§ **What the task asks**:
State how many lines in the listing below include the word "stdout". Give nothing but the number.

BEGIN Data for processing

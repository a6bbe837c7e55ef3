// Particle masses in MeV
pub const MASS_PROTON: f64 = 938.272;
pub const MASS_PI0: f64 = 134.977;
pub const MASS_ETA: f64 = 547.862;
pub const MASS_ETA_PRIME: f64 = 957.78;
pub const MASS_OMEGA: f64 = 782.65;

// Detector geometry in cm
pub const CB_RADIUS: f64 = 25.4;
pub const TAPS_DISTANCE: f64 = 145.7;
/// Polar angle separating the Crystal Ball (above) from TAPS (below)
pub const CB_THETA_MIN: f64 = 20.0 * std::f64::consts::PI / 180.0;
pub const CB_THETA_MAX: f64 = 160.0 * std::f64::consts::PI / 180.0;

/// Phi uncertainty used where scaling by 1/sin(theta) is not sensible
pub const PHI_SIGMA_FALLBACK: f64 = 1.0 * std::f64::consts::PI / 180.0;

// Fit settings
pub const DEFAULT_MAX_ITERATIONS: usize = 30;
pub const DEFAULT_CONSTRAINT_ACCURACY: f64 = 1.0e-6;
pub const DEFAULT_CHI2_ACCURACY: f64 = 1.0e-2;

END Data for processing
BEGIN Data for processing

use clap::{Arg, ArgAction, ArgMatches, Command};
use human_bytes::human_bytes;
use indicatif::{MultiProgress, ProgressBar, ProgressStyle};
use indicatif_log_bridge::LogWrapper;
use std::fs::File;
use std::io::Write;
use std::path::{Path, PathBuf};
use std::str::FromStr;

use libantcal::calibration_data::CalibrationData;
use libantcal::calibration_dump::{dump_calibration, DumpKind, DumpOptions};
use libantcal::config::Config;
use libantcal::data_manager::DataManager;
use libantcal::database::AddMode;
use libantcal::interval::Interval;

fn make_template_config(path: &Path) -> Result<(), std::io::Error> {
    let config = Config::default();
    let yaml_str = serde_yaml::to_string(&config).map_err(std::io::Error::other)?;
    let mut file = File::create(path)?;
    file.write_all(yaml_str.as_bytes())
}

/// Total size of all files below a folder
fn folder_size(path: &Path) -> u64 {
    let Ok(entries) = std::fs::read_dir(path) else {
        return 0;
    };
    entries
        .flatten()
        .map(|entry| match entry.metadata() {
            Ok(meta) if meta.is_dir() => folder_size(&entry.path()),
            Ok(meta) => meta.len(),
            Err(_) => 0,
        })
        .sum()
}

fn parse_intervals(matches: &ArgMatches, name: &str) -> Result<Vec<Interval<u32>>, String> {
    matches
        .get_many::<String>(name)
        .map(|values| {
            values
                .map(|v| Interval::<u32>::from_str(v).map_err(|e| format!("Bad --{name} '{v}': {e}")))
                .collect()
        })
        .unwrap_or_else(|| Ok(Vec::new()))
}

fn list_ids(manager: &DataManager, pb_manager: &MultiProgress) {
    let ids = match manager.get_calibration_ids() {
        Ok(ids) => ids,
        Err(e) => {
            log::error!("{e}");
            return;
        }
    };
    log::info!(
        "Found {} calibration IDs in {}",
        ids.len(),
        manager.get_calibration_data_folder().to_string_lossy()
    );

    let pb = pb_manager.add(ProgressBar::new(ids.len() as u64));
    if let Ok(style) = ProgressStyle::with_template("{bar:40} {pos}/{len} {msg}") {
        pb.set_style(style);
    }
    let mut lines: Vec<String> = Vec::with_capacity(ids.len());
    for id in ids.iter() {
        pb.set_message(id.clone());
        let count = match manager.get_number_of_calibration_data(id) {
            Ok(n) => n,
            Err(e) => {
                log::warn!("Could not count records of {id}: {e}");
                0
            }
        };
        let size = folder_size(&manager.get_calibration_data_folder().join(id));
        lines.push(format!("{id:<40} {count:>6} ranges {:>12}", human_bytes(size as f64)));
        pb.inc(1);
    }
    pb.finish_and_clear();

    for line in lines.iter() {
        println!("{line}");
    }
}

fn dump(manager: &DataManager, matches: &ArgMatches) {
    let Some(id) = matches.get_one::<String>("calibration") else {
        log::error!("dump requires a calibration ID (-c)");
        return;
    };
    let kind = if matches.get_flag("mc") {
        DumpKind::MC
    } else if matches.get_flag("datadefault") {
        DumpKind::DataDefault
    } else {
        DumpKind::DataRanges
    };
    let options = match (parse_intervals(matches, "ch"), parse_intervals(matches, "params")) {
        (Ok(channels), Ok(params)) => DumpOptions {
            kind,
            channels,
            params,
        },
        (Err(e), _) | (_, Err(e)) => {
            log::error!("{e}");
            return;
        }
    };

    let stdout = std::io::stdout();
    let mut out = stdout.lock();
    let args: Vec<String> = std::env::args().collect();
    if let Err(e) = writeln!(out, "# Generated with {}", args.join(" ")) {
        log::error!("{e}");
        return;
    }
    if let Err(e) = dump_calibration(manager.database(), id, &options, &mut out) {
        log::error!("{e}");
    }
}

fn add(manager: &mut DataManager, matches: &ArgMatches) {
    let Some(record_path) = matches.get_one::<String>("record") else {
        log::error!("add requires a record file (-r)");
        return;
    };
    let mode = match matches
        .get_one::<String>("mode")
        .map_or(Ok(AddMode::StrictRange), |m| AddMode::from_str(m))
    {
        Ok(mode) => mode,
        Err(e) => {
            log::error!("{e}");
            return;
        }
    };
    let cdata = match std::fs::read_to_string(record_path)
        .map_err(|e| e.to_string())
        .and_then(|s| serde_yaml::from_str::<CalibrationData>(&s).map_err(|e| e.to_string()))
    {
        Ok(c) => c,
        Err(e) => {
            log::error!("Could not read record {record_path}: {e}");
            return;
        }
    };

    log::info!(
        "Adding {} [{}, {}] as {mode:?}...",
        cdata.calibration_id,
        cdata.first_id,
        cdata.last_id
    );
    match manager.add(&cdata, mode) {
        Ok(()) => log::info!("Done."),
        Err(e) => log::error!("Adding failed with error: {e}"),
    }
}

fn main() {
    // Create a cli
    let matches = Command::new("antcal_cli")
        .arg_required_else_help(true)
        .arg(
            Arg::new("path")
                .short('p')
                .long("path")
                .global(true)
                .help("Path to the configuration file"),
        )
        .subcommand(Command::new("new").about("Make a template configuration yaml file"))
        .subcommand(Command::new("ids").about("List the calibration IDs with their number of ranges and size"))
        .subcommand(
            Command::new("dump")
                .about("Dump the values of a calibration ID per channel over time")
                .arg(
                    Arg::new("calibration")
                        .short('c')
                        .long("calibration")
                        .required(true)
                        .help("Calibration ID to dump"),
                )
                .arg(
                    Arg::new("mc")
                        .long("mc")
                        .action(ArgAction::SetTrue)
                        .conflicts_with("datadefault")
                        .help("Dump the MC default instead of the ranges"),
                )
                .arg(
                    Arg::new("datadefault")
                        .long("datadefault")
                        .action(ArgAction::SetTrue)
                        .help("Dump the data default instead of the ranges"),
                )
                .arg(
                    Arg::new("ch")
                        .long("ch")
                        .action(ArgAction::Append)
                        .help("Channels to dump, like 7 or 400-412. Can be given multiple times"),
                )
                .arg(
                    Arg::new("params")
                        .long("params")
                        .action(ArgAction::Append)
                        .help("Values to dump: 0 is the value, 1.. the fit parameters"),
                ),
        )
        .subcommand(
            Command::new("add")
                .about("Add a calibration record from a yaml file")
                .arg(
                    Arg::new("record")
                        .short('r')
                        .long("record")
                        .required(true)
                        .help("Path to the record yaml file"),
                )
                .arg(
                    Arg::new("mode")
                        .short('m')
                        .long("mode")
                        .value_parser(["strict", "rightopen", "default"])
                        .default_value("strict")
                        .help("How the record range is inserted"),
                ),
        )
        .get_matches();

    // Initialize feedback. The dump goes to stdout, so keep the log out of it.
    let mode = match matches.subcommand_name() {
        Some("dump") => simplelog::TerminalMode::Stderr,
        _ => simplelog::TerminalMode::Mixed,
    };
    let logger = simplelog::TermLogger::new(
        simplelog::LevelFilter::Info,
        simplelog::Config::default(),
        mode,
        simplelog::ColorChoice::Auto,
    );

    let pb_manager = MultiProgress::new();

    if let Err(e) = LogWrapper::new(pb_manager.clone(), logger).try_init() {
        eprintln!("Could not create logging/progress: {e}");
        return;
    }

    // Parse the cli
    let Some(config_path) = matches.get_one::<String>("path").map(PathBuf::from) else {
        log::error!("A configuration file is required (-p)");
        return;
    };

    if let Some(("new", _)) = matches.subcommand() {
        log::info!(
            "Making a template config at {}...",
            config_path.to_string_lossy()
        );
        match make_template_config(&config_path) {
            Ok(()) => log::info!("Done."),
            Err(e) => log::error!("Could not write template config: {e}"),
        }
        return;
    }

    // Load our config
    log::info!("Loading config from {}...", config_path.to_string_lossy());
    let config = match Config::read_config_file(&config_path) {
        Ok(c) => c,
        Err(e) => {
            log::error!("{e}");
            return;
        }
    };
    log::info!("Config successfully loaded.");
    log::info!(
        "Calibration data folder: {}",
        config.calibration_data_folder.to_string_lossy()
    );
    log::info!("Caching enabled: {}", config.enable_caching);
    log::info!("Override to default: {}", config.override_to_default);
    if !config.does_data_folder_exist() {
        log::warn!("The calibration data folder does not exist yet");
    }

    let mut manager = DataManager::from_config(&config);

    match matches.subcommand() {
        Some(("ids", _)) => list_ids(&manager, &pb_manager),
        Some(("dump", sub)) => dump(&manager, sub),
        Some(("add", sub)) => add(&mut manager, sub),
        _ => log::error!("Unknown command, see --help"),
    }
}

END Data for processing
BEGIN Data for processing

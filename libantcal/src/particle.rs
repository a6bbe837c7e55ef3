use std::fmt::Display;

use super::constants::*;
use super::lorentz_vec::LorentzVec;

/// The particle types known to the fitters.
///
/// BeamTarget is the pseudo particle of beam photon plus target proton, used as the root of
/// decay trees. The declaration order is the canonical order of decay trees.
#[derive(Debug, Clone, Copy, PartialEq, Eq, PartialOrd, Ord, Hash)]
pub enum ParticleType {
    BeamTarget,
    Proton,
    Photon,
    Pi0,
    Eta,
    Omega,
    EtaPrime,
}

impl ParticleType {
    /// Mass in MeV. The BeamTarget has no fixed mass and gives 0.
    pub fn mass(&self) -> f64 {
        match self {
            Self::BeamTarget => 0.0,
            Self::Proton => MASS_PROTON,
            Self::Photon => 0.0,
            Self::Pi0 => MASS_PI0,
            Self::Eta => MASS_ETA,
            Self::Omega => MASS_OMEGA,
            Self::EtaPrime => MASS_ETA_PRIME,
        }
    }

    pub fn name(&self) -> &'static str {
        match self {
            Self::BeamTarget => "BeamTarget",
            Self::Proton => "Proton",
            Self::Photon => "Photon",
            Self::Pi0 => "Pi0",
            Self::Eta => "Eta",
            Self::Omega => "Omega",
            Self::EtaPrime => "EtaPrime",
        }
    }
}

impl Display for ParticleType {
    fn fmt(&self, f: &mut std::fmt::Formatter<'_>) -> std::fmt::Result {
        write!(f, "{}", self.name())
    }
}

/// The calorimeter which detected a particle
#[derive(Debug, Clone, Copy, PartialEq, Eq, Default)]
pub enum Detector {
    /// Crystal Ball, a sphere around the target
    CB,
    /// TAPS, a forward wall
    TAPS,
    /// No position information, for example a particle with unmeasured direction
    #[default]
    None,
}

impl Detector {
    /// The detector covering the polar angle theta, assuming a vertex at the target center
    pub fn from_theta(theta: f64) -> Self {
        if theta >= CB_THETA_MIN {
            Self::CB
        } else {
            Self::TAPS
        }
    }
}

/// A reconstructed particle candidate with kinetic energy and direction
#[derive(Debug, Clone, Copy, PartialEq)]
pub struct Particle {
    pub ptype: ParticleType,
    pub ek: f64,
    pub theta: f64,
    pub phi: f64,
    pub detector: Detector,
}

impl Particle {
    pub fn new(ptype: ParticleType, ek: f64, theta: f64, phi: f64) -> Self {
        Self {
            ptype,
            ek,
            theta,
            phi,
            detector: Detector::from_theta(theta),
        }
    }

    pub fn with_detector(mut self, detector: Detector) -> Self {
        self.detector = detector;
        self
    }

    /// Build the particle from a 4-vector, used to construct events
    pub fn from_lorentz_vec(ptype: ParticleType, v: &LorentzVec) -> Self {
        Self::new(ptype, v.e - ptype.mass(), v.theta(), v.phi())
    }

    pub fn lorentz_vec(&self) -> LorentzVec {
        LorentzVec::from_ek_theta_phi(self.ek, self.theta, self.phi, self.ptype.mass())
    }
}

END Data for processing

§ **Response box**:
3